(Stored data)
================
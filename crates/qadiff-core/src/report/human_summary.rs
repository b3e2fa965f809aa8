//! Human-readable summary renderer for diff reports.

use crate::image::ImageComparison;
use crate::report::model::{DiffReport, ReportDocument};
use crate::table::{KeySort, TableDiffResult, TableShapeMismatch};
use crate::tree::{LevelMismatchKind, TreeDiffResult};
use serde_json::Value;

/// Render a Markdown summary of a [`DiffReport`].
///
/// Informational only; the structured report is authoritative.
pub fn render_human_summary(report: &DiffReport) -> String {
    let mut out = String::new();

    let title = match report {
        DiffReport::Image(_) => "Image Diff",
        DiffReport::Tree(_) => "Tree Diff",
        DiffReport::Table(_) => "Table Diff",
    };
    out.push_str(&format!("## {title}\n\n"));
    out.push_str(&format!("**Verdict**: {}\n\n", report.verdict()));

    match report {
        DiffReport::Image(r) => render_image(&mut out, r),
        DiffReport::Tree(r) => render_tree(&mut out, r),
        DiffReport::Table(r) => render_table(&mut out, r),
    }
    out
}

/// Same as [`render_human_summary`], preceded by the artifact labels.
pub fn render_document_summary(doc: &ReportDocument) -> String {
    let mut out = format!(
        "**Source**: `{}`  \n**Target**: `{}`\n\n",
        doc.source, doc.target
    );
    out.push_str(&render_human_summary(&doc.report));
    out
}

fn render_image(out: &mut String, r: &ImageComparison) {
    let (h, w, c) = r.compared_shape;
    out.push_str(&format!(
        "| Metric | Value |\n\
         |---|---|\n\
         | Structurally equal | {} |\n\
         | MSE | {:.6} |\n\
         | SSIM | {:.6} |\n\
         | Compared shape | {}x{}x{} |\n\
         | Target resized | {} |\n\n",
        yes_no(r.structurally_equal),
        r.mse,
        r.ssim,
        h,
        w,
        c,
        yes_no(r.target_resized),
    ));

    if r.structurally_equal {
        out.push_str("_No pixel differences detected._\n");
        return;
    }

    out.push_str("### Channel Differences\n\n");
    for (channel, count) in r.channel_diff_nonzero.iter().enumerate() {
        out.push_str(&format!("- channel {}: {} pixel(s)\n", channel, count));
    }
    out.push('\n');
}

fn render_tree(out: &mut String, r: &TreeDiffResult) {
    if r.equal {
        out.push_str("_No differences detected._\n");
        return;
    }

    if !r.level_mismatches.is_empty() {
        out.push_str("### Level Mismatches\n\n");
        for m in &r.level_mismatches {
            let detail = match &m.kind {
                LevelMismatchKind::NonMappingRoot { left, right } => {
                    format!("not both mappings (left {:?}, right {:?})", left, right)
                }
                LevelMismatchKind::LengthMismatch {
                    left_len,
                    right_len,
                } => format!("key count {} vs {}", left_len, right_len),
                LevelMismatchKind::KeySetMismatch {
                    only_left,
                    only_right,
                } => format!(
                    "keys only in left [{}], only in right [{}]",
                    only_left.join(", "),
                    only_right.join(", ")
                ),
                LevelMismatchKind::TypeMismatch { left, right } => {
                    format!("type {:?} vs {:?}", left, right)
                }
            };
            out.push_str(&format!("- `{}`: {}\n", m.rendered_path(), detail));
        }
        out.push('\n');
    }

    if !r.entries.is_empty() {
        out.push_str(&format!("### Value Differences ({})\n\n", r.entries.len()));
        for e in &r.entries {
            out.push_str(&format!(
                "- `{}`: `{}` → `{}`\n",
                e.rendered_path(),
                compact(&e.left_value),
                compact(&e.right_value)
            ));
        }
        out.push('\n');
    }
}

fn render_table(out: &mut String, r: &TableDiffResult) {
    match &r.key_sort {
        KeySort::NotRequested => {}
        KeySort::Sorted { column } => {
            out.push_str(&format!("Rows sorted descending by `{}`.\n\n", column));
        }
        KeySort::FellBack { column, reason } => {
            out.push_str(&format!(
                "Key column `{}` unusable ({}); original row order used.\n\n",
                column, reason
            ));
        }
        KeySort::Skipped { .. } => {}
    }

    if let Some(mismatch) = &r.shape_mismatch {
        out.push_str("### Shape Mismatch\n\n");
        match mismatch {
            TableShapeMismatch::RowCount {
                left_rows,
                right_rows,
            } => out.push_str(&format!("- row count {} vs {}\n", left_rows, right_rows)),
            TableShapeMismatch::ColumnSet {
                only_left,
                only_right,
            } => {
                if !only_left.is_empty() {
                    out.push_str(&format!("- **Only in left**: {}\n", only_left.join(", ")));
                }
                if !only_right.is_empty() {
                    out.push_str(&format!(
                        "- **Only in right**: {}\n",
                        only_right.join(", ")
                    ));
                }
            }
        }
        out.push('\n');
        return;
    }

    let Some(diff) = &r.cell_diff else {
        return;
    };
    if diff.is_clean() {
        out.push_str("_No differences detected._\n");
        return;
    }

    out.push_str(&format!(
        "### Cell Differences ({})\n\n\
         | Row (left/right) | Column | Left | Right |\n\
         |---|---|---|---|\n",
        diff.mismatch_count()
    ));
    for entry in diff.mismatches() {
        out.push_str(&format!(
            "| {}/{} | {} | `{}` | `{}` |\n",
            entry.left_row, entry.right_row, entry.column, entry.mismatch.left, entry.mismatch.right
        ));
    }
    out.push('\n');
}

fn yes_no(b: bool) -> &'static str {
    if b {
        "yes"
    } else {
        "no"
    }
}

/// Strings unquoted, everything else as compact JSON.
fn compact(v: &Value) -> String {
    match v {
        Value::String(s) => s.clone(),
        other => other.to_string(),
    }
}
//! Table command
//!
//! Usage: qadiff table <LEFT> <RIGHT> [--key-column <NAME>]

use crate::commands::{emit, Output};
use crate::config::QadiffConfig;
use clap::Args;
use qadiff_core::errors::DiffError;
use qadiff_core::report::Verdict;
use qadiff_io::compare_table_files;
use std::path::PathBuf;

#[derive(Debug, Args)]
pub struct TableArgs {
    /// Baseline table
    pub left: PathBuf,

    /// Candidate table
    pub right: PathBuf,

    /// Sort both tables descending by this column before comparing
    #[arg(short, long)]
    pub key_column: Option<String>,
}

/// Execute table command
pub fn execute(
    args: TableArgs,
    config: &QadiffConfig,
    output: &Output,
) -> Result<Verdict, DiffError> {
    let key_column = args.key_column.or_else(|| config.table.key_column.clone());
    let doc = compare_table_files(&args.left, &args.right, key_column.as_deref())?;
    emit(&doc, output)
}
================
:: Exercise description ::
Transcribe the entries above, every line exactly as it reads.

:: Solution to the exercise ::
filename crates/qadiff-core/src/report/human_summary.rs
repository b3e2fa965f809aa8
//! Human-readable summary renderer for diff reports.

use crate::image::ImageComparison;
use crate::report::model::{DiffReport, ReportDocument};
use crate::table::{KeySort, TableDiffResult, TableShapeMismatch};
use crate::tree::{LevelMismatchKind, TreeDiffResult};
use serde_json::Value;

/// Render a Markdown summary of a [`DiffReport`].
///
/// Informational only; the structured report is authoritative.
pub fn render_human_summary(report: &DiffReport) -> String {
    let mut out = String::new();

    let title = match report {
        DiffReport::Image(_) => "Image Diff",
        DiffReport::Tree(_) => "Tree Diff",
        DiffReport::Table(_) => "Table Diff",
    };
    out.push_str(&format!("## {title}\n\n"));
    out.push_str(&format!("**Verdict**: {}\n\n", report.verdict()));

    match report {
        DiffReport::Image(r) => render_image(&mut out, r),
        DiffReport::Tree(r) => render_tree(&mut out, r),
        DiffReport::Table(r) => render_table(&mut out, r),
    }
    out
}

/// Same as [`render_human_summary`], preceded by the artifact labels.
pub fn render_document_summary(doc: &ReportDocument) -> String {
    let mut out = format!(
        "**Source**: `{}`  \n**Target**: `{}`\n\n",
        doc.source, doc.target
    );
    out.push_str(&render_human_summary(&doc.report));
    out
}

fn render_image(out: &mut String, r: &ImageComparison) {
    let (h, w, c) = r.compared_shape;
    out.push_str(&format!(
        "| Metric | Value |\n\
         |---|---|\n\
         | Structurally equal | {} |\n\
         | MSE | {:.6} |\n\
         | SSIM | {:.6} |\n\
         | Compared shape | {}x{}x{} |\n\
         | Target resized | {} |\n\n",
        yes_no(r.structurally_equal),
        r.mse,
        r.ssim,
        h,
        w,
        c,
        yes_no(r.target_resized),
    ));

    if r.structurally_equal {
        out.push_str("_No pixel differences detected._\n");
        return;
    }

    out.push_str("### Channel Differences\n\n");
    for (channel, count) in r.channel_diff_nonzero.iter().enumerate() {
        out.push_str(&format!("- channel {}: {} pixel(s)\n", channel, count));
    }
    out.push('\n');
}

fn render_tree(out: &mut String, r: &TreeDiffResult) {
    if r.equal {
        out.push_str("_No differences detected._\n");
        return;
    }

    if !r.level_mismatches.is_empty() {
        out.push_str("### Level Mismatches\n\n");
        for m in &r.level_mismatches {
            let detail = match &m.kind {
                LevelMismatchKind::NonMappingRoot { left, right } => {
                    format!("not both mappings (left {:?}, right {:?})", left, right)
                }
                LevelMismatchKind::LengthMismatch {
                    left_len,
                    right_len,
                } => format!("key count {} vs {}", left_len, right_len),
                LevelMismatchKind::KeySetMismatch {
                    only_left,
                    only_right,
                } => format!(
                    "keys only in left [{}], only in right [{}]",
                    only_left.join(", "),
                    only_right.join(", ")
                ),
                LevelMismatchKind::TypeMismatch { left, right } => {
                    format!("type {:?} vs {:?}", left, right)
                }
            };
            out.push_str(&format!("- `{}`: {}\n", m.rendered_path(), detail));
        }
        out.push('\n');
    }

    if !r.entries.is_empty() {
        out.push_str(&format!("### Value Differences ({})\n\n", r.entries.len()));
        for e in &r.entries {
            out.push_str(&format!(
                "- `{}`: `{}` → `{}`\n",
                e.rendered_path(),
                compact(&e.left_value),
                compact(&e.right_value)
            ));
        }
        out.push('\n');
    }
}

fn render_table(out: &mut String, r: &TableDiffResult) {
    match &r.key_sort {
        KeySort::NotRequested => {}
        KeySort::Sorted { column } => {
            out.push_str(&format!("Rows sorted descending by `{}`.\n\n", column));
        }
        KeySort::FellBack { column, reason } => {
            out.push_str(&format!(
                "Key column `{}` unusable ({}); original row order used.\n\n",
                column, reason
            ));
        }
        KeySort::Skipped { .. } => {}
    }

    if let Some(mismatch) = &r.shape_mismatch {
        out.push_str("### Shape Mismatch\n\n");
        match mismatch {
            TableShapeMismatch::RowCount {
                left_rows,
                right_rows,
            } => out.push_str(&format!("- row count {} vs {}\n", left_rows, right_rows)),
            TableShapeMismatch::ColumnSet {
                only_left,
                only_right,
            } => {
                if !only_left.is_empty() {
                    out.push_str(&format!("- **Only in left**: {}\n", only_left.join(", ")));
                }
                if !only_right.is_empty() {
                    out.push_str(&format!(
                        "- **Only in right**: {}\n",
                        only_right.join(", ")
                    ));
                }
            }
        }
        out.push('\n');
        return;
    }

    let Some(diff) = &r.cell_diff else {
        return;
    };
    if diff.is_clean() {
        out.push_str("_No differences detected._\n");
        return;
    }

    out.push_str(&format!(
        "### Cell Differences ({})\n\n\
         | Row (left/right) | Column | Left | Right |\n\
         |---|---|---|---|\n",
        diff.mismatch_count()
    ));
    for entry in diff.mismatches() {
        out.push_str(&format!(
            "| {}/{} | {} | `{}` | `{}` |\n",
            entry.left_row, entry.right_row, entry.column, entry.mismatch.left, entry.mismatch.right
        ));
    }
    out.push('\n');
}

fn yes_no(b: bool) -> &'static str {
    if b {
        "yes"
    } else {
        "no"
    }
}

/// Strings unquoted, everything else as compact JSON.
fn compact(v: &Value) -> String {
    match v {
        Value::String(s) => s.clone(),
        other => other.to_string(),
    }
}
//! Table command
//!
//! Usage: qadiff table <LEFT> <RIGHT> [--key-column <NAME>]

use crate::commands::{emit, Output};
use crate::config::QadiffConfig;
use clap::Args;
use qadiff_core::errors::DiffError;
use qadiff_core::report::Verdict;
use qadiff_io::compare_table_files;
use std::path::PathBuf;

#[derive(Debug, Args)]
pub struct TableArgs {
    /// Baseline table
    pub left: PathBuf,

    /// Candidate table
    pub right: PathBuf,

    /// Sort both tables descending by this column before comparing
    #[arg(short, long)]
    pub key_column: Option<String>,
}

/// Execute table command
pub fn execute(
    args: TableArgs,
    config: &QadiffConfig,
    output: &Output,
) -> Result<Verdict, DiffError> {
    let key_column = args.key_column.or_else(|| config.table.key_column.clone());
    let doc = compare_table_files(&args.left, &args.right, key_column.as_deref())?;
    emit(&doc, output)
}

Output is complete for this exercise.